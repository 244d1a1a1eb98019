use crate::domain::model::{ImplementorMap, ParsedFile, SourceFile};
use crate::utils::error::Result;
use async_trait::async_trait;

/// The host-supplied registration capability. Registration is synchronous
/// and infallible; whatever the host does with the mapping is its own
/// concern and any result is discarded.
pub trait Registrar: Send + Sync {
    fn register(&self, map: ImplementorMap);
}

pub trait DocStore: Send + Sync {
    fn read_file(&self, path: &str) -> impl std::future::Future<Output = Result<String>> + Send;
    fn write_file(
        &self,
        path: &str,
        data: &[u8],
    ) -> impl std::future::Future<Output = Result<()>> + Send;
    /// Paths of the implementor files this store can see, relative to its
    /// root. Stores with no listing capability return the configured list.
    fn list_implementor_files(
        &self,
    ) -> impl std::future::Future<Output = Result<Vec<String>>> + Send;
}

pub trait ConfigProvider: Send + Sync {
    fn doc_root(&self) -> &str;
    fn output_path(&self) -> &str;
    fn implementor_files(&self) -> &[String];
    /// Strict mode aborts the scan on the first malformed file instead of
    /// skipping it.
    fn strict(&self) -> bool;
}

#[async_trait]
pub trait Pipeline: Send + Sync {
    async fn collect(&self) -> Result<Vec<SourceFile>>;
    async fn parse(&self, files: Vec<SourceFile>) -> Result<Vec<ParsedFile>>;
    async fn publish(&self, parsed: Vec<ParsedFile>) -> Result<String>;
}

--

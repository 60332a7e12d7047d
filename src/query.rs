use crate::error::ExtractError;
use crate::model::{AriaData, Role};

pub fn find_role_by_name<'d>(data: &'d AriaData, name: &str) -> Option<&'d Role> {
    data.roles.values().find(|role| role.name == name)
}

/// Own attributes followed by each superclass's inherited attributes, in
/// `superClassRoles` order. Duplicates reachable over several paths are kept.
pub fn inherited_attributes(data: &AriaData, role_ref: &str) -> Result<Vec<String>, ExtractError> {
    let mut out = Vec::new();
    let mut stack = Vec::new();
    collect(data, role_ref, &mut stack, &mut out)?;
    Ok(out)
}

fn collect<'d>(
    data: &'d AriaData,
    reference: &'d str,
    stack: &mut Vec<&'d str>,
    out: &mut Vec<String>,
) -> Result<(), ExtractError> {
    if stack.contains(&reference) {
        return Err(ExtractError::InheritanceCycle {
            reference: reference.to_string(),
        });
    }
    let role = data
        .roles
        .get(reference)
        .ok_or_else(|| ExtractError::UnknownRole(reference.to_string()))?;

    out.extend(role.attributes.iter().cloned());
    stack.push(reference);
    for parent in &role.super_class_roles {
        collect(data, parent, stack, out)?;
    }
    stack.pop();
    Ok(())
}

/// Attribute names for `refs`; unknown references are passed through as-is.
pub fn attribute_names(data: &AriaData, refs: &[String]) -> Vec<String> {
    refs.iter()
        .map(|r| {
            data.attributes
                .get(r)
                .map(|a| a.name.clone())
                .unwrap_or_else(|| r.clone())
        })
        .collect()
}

---

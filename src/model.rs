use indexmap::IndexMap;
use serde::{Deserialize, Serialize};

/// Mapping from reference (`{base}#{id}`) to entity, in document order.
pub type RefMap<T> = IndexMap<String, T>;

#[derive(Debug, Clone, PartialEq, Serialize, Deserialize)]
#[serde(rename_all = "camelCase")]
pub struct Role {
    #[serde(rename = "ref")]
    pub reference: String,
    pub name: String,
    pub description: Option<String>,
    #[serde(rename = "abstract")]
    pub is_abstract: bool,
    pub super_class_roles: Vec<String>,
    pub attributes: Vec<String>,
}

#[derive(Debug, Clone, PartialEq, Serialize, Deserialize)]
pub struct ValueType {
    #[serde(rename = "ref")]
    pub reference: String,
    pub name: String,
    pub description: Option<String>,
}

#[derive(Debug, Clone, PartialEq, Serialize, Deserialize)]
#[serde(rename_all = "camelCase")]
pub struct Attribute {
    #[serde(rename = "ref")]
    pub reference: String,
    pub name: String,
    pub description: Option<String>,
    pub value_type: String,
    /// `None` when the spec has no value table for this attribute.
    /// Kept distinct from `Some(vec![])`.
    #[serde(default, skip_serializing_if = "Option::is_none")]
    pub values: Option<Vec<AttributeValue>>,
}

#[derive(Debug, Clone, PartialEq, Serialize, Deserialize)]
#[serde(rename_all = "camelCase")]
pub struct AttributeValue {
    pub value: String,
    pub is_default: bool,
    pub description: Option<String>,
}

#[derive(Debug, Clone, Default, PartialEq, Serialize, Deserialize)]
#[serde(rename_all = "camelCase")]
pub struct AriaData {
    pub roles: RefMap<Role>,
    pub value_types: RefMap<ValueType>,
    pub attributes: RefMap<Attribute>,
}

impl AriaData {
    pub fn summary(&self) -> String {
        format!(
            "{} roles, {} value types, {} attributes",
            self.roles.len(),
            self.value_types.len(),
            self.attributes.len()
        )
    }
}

• _Exercise objective_
In the listing above, how many of the lines include "ExtractError"? Give only the figure.

• _Solution for this exercise_
5